125 Maiden Lane New York, New York

November 17, 2015 – November 17, 2015

Art-in-Buildings is pleased to announce the newest exhibition in the lobby of 125 Maiden Lane: The Space Between, featuring works by Ira Eduardovna and Nadja Frank.

Eduardovna and Frank are multidisciplinary artists who invent intensely detailed yet ambiguous worlds. Through sculptural videos and objects, the artists engage in a conversation at once personal and global by investigating the space between travel and migration, dislocation and relocation, and political and ecological collapse, while anticipating the viewer as a necessary body to complete the work.

Eduardovna’s multi-channel videos examine her personal history of dislocation, migration, and statelessness in broad, non-linear narratives. Chekhov Street # 5 is a six-channel video projected onto a large wooden structure that recalls a peeled open room. The projections include nearly life size figures, interiors populated by shadows, and desolate exteriors. The work is a self-referential feedback loop: the labors of the figures in one projection are experienced as shadows or reflections in another. Across the lobby, Brighton Beach, a two-channel video also projected on a wooden structure, follows the journey to Brighton Beach as seen through every window of a subway train. Eduardovna’s video-sculptures put a special emphasis on windows; they are a transitional point between inside and outside, a framing device operating in tandem with the camera, and an invitation to watch the Sisyphean labors of the figures from a voyeuristic distance.

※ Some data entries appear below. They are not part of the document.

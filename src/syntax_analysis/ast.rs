use crate::lexical_analysis::tokens::{Position, TokenType};

#[derive(Debug, PartialEq, Eq, Clone, Copy)]
pub enum TypeSpecifier {
    Int,
    Float,
    Char,
    Double,
    Void,
}

impl TypeSpecifier {
    pub fn from_token_type(token_type: TokenType) -> Option<Self> {
        match token_type {
            TokenType::Int => Some(TypeSpecifier::Int),
            TokenType::Float => Some(TypeSpecifier::Float),
            TokenType::Char => Some(TypeSpecifier::Char),
            TokenType::Double => Some(TypeSpecifier::Double),
            TokenType::Void => Some(TypeSpecifier::Void),
            _ => None,
        }
    }
}

#[derive(Debug, PartialEq, Eq, Clone, Copy)]
pub struct DataType {
    pub specifier: TypeSpecifier,
    pub is_static: bool,
    pub is_const: bool,
}

impl DataType {
    pub fn new(specifier: TypeSpecifier) -> Self {
        Self {
            specifier,
            is_static: false,
            is_const: false,
        }
    }
}

#[derive(Debug, PartialEq, Clone)]
pub struct Parameter {
    // None when the type specifier was missing in the source.
    pub data_type: Option<TypeSpecifier>,
    pub name: String,
    pub pos: Position,
}

#[derive(Debug, PartialEq, Eq, Clone, Copy)]
pub enum BinaryOperator {
    Assign,
    Or,
    And,
    BitOr,
    BitXor,
    BitAnd,
    Equal,
    NotEqual,
    Less,
    LessEqual,
    Greater,
    GreaterEqual,
    Add,
    Subtract,
    Multiply,
    Divide,
    Modulo,
}

#[derive(Debug, PartialEq, Eq, Clone, Copy)]
pub enum UnaryOperator {
    Negate,
    Plus,
    Not,
}

#[derive(Debug, PartialEq, Clone)]
pub enum Literal {
    Integer(i64),
    Float(f64),
    Char(char),
    String(String),
}

#[derive(Debug, PartialEq, Clone)]
pub enum Expression {
    Binary(BinaryOperator, Box<Expression>, Box<Expression>, Position),
    Unary(UnaryOperator, Box<Expression>, Position),
    Call(String, Vec<Expression>, Position),
    Identifier(String, Position),
    Literal(Literal, Position),
    // Stands in for an operand or value the parser reported as missing.
    Invalid(Position),
}

impl Expression {
    pub fn position(&self) -> Position {
        match self {
            Expression::Binary(_, _, _, pos)
            | Expression::Unary(_, _, pos)
            | Expression::Call(_, _, pos)
            | Expression::Identifier(_, pos)
            | Expression::Literal(_, pos)
            | Expression::Invalid(pos) => *pos,
        }
    }
}

#[derive(Debug, PartialEq, Clone)]
pub enum ASTNode {
    Program(Vec<ASTNode>),
    Include(String, Position),
    FunctionDecl {
        return_type: DataType,
        name: String,
        params: Vec<Parameter>,
        // None for a prototype.
        body: Option<Vec<ASTNode>>,
        pos: Position,
    },
    VarDecl {
        data_type: DataType,
        name: String,
        init: Option<Expression>,
        pos: Position,
    },
    Block(Vec<ASTNode>, Position),
    If {
        condition: Expression,
        then_branch: Box<ASTNode>,
        else_branch: Option<Box<ASTNode>>,
        pos: Position,
    },
    While {
        condition: Expression,
        body: Box<ASTNode>,
        pos: Position,
    },
    For {
        init: Vec<ASTNode>,
        condition: Option<Expression>,
        step: Option<Expression>,
        body: Box<ASTNode>,
        pos: Position,
    },
    Return(Option<Expression>, Position),
    Break(Position),
    ExpressionStatement(Expression, Position),
}

impl ASTNode {
    pub fn position(&self) -> Position {
        match self {
            ASTNode::Program(_) => Position::new(1, 1),
            ASTNode::Include(_, pos)
            | ASTNode::Block(_, pos)
            | ASTNode::Return(_, pos)
            | ASTNode::Break(pos)
            | ASTNode::ExpressionStatement(_, pos) => *pos,
            ASTNode::FunctionDecl { pos, .. }
            | ASTNode::VarDecl { pos, .. }
            | ASTNode::If { pos, .. }
            | ASTNode::While { pos, .. }
            | ASTNode::For { pos, .. } => *pos,
        }
    }
}
//! The ancestor-link store
//!
//! Keys are content keys; each node links to at most one predecessor,
//! forming an acyclic singly-linked ancestor list per capsule. Reads and
//! writes are synchronous; only change notification is deferred, and it
//! is coalesced to one event per tick.

use lru::LruCache;
use memstream_core::ContentKey;
use parking_lot::{Mutex, RwLock};
use std::collections::HashSet;
use std::num::NonZeroUsize;
use std::sync::Arc;
use tokio::sync::broadcast;
use tracing::debug;

/// Default bound on stored nodes.
pub const DEFAULT_CAPACITY: usize = 512;

/// One ancestor link: who came before this capsule, and how to rebuild it.
#[derive(Debug, Clone, PartialEq, Eq)]
pub struct ChainLink {
    /// Content key of the predecessor, when known.
    pub prev_key: Option<ContentKey>,
    /// Content-embedded payload reference for this capsule, when known.
    pub payload_ref: Option<String>,
    /// Reference used when no payload ref is known (typically a URL).
    pub fallback_ref: String,
}

impl ChainLink {
    /// The reference an ancestor list should carry for this node.
    pub fn resolved_ref(&self) -> &str {
        self.payload_ref.as_deref().unwrap_or(&self.fallback_ref)
    }
}

/// A stored node: the link plus the tick it was last written in.
#[derive(Debug, Clone, PartialEq, Eq)]
pub struct ChainNode {
    pub key: ContentKey,
    pub link: ChainLink,
    pub tick: u64,
}

/// Counters for observability.
#[derive(Debug, Default, Clone, Copy)]
pub struct GraphStats {
    /// Upserts that changed state.
    pub upserts: u64,
    /// Upserts that matched the stored link exactly.
    pub no_ops: u64,
    /// Nodes dropped by the capacity bound.
    pub evictions: u64,
}

struct State {
    version: u64,
    tick: u64,
    dirty: bool,
    stats: GraphStats,
}

struct Inner {
    nodes: RwLock<LruCache<ContentKey, ChainNode>>,
    state: Mutex<State>,
    event_tx: broadcast::Sender<u64>,
}

/// Versioned, bounded, batched-notification store of ancestor links.
///
/// Cloning the handle shares the underlying store; pass it into
/// consumers explicitly rather than holding ambient module state.
#[derive(Clone)]
pub struct ChainGraph {
    inner: Arc<Inner>,
}

impl Default for ChainGraph {
    fn default() -> Self {
        Self::new()
    }
}

impl std::fmt::Debug for ChainGraph {
    fn fmt(&self, f: &mut std::fmt::Formatter<'_>) -> std::fmt::Result {
        let nodes = self.inner.nodes.read();
        let state = self.inner.state.lock();
        f.debug_struct("ChainGraph")
            .field("len", &nodes.len())
            .field("version", &state.version)
            .field("tick", &state.tick)
            .finish()
    }
}

impl ChainGraph {
    /// Create a graph with the default capacity.
    pub fn new() -> Self {
        Self::with_capacity(DEFAULT_CAPACITY)
    }

    /// Create a graph bounded to `capacity` nodes (minimum 1).
    pub fn with_capacity(capacity: usize) -> Self {
        let (event_tx, _) = broadcast::channel(64);
        Self {
            inner: Arc::new(Inner {
                nodes: RwLock::new(LruCache::new(
                    NonZeroUsize::new(capacity.max(1)).expect("capacity is at least 1"),
                )),
                state: Mutex::new(State {
                    version: 0,
                    tick: 0,
                    dirty: false,
                    stats: GraphStats::default(),
                }),
                event_tx,
            }),
        }
    }

    /// Insert or replace the link for `key`.
    ///
    /// A link identical to the stored one is a no-op (recency is not
    /// refreshed). Any change replaces the node, refreshes its recency,
    /// bumps the version, and marks one pending notification for the
    /// current tick. Returns whether state changed.
    pub fn upsert(&self, key: ContentKey, link: ChainLink) -> bool {
        let mut nodes = self.inner.nodes.write();
        if let Some(existing) = nodes.peek(&key) {
            if existing.link == link {
                self.inner.state.lock().stats.no_ops += 1;
                return false;
            }
        }

        let mut state = self.inner.state.lock();
        state.version += 1;
        state.dirty = true;
        state.stats.upserts += 1;
        let node = ChainNode {
            key: key.clone(),
            link,
            tick: state.tick,
        };
        if let Some((evicted, _)) = nodes.push(key.clone(), node) {
            if evicted != key {
                state.stats.evictions += 1;
                debug!(key = %evicted, "evicted chain node at capacity");
            }
        }
        true
    }

    /// Read a node without refreshing its recency.
    pub fn get(&self, key: &ContentKey) -> Option<ChainNode> {
        self.inner.nodes.read().peek(key).cloned()
    }

    /// Whether a node is stored for `key`.
    pub fn contains(&self, key: &ContentKey) -> bool {
        self.inner.nodes.read().contains(key)
    }

    /// Number of stored nodes.
    pub fn len(&self) -> usize {
        self.inner.nodes.read().len()
    }

    /// Whether the store is empty.
    pub fn is_empty(&self) -> bool {
        self.len() == 0
    }

    /// Rebuild the ancestor reference list for `key`, oldest first.
    ///
    /// Follows `prev` links for up to `limit` hops, stopping on a missing
    /// node or a repeated key, and collects each ancestor's payload ref
    /// (falling back to its fallback ref). The starting node itself is
    /// not included.
    pub fn ancestor_refs(&self, key: &ContentKey, limit: usize) -> Vec<String> {
        let nodes = self.inner.nodes.read();
        let mut out = Vec::new();
        let mut seen: HashSet<ContentKey> = HashSet::new();
        seen.insert(key.clone());

        let mut current = match nodes.peek(key) {
            Some(node) => node,
            None => return out,
        };
        while out.len() < limit {
            let prev_key = match &current.link.prev_key {
                Some(k) => k,
                None => break,
            };
            if !seen.insert(prev_key.clone()) {
                debug!(key = %prev_key, "ancestor walk hit a repeated key");
                break;
            }
            let prev = match nodes.peek(prev_key) {
                Some(node) => node,
                None => break,
            };
            out.push(prev.link.resolved_ref().to_string());
            current = prev;
        }
        out.reverse();
        out
    }

    /// Current version (bumped on every state change).
    pub fn version(&self) -> u64 {
        self.inner.state.lock().version
    }

    /// Snapshot of the counters.
    pub fn stats(&self) -> GraphStats {
        self.inner.state.lock().stats
    }

    /// Subscribe to batched change notifications.
    ///
    /// Each received value is the graph version at a tick boundary; no
    /// intermediate versions are ever delivered.
    pub fn subscribe(&self) -> broadcast::Receiver<u64> {
        self.inner.event_tx.subscribe()
    }

    /// Close the current tick.
    ///
    /// If any upsert changed state since the previous flush, emits exactly
    /// one notification carrying the final version and returns it;
    /// otherwise does nothing.
    pub fn flush(&self) -> Option<u64> {
        let version = {
            let mut state = self.inner.state.lock();
            if !state.dirty {
                return None;
            }
            state.dirty = false;
            state.tick += 1;
            state.version
        };
        let _ = self.inner.event_tx.send(version);
        Some(version)
    }
}

#[cfg(test)]
mod tests {
    use super::*;
    use tokio::sync::broadcast::error::TryRecvError;

    fn key(s: &str) -> ContentKey {
        ContentKey::from_raw(s)
    }

    fn link(prev: Option<&str>, payload: Option<&str>, fallback: &str) -> ChainLink {
        ChainLink {
            prev_key: prev.map(key),
            payload_ref: payload.map(String::from),
            fallback_ref: fallback.to_string(),
        }
    }

    #[test]
    fn test_upsert_and_get() {
        let graph = ChainGraph::new();
        assert!(graph.upsert(key("a"), link(None, Some("j:aaaa"), "url-a")));
        let node = graph.get(&key("a")).unwrap();
        assert_eq!(node.link.payload_ref.as_deref(), Some("j:aaaa"));
        assert_eq!(graph.version(), 1);
    }

    #[test]
    fn test_identical_upsert_is_noop() {
        let graph = ChainGraph::new();
        graph.upsert(key("a"), link(None, None, "url-a"));
        let v = graph.version();
        assert!(!graph.upsert(key("a"), link(None, None, "url-a")));
        assert_eq!(graph.version(), v);
        assert_eq!(graph.stats().no_ops, 1);
    }

    #[test]
    fn test_changed_upsert_replaces() {
        let graph = ChainGraph::new();
        graph.upsert(key("a"), link(None, None, "url-a"));
        assert!(graph.upsert(key("a"), link(None, Some("j:aaaa"), "url-a")));
        assert_eq!(
            graph.get(&key("a")).unwrap().link.payload_ref.as_deref(),
            Some("j:aaaa")
        );
        assert_eq!(graph.version(), 2);
    }

    #[test]
    fn test_eviction_drops_oldest_inserted() {
        let graph = ChainGraph::with_capacity(2);
        graph.upsert(key("a"), link(None, None, "url-a"));
        graph.upsert(key("b"), link(None, None, "url-b"));
        graph.upsert(key("c"), link(None, None, "url-c"));
        assert!(!graph.contains(&key("a")));
        assert!(graph.contains(&key("b")));
        assert!(graph.contains(&key("c")));
        assert_eq!(graph.stats().evictions, 1);
    }

    #[test]
    fn test_changed_upsert_refreshes_recency() {
        let graph = ChainGraph::with_capacity(2);
        graph.upsert(key("a"), link(None, None, "url-a"));
        graph.upsert(key("b"), link(None, None, "url-b"));
        // Refresh "a" with a changed link, then overflow: "b" goes first.
        graph.upsert(key("a"), link(None, Some("j:aaaa"), "url-a"));
        graph.upsert(key("c"), link(None, None, "url-c"));
        assert!(graph.contains(&key("a")));
        assert!(!graph.contains(&key("b")));
    }

    #[test]
    fn test_ancestor_refs_oldest_first() {
        let graph = ChainGraph::new();
        graph.upsert(key("p1"), link(None, Some("j:p1ref"), "url-1"));
        graph.upsert(key("p2"), link(Some("p1"), None, "url-2"));
        graph.upsert(key("p3"), link(Some("p2"), Some("j:p3ref"), "url-3"));
        graph.upsert(key("p4"), link(Some("p3"), None, "url-4"));

        let refs = graph.ancestor_refs(&key("p4"), 16);
        assert_eq!(refs, vec!["j:p1ref", "url-2", "j:p3ref"]);
    }

    #[test]
    fn test_ancestor_refs_respects_limit() {
        let graph = ChainGraph::new();
        graph.upsert(key("p1"), link(None, None, "url-1"));
        graph.upsert(key("p2"), link(Some("p1"), None, "url-2"));
        graph.upsert(key("p3"), link(Some("p2"), None, "url-3"));

        let refs = graph.ancestor_refs(&key("p3"), 1);
        assert_eq!(refs, vec!["url-2"]);
    }

    #[test]
    fn test_ancestor_refs_stops_on_cycle() {
        let graph = ChainGraph::new();
        graph.upsert(key("a"), link(Some("b"), None, "url-a"));
        graph.upsert(key("b"), link(Some("a"), None, "url-b"));

        let refs = graph.ancestor_refs(&key("a"), 16);
        assert_eq!(refs, vec!["url-b"]);
    }

    #[test]
    fn test_ancestor_refs_stops_on_missing_node() {
        let graph = ChainGraph::new();
        graph.upsert(key("a"), link(Some("ghost"), None, "url-a"));
        assert!(graph.ancestor_refs(&key("a"), 16).is_empty());
    }

    #[test]
    fn test_notifications_are_batched_per_tick() {
        let graph = ChainGraph::new();
        let mut rx = graph.subscribe();

        graph.upsert(key("a"), link(None, None, "url-a"));
        graph.upsert(key("b"), link(None, None, "url-b"));
        graph.upsert(key("c"), link(None, None, "url-c"));

        // Nothing delivered mid-tick.
        assert!(matches!(rx.try_recv(), Err(TryRecvError::Empty)));

        let flushed = graph.flush().unwrap();
        assert_eq!(flushed, 3);
        assert_eq!(rx.try_recv().unwrap(), 3);
        assert!(matches!(rx.try_recv(), Err(TryRecvError::Empty)));

        // A clean tick emits nothing.
        assert_eq!(graph.flush(), None);
        assert!(matches!(rx.try_recv(), Err(TryRecvError::Empty)));
    }
}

Frank’s practice explores the effects of human intervention in nature and the resulting loss of personal relationship with the environment. Her work is also concerned with the passage of time in a geological sense and man’s efforts to capture and control the landscape despite our significantly shorter history. Frank’s Red Headed Stranger resembles a quartered, miniature mountain. Though larger than human-scale, it is a diminutive geological formation. Looking between the quarters reveals an exposed internal structure partially masked by colorful acrylics and a found landscape painting in the style of the Hudson River School. The found painting functions as a window into a traditional depiction of landscape. As if plucked from the ridgeline, Frank’s sculpture is a painstakingly handmade representation of nature that is both more tactile and more artificial than the depiction in paint. The exposed innards of the sculpture destroy the illusion that the natural world has been transported to Lower Manhattan. Like Eduardovna’s work, Frank plays with the relationships between inside and outside and real and fabricated to engender a physical and psychological response to her work.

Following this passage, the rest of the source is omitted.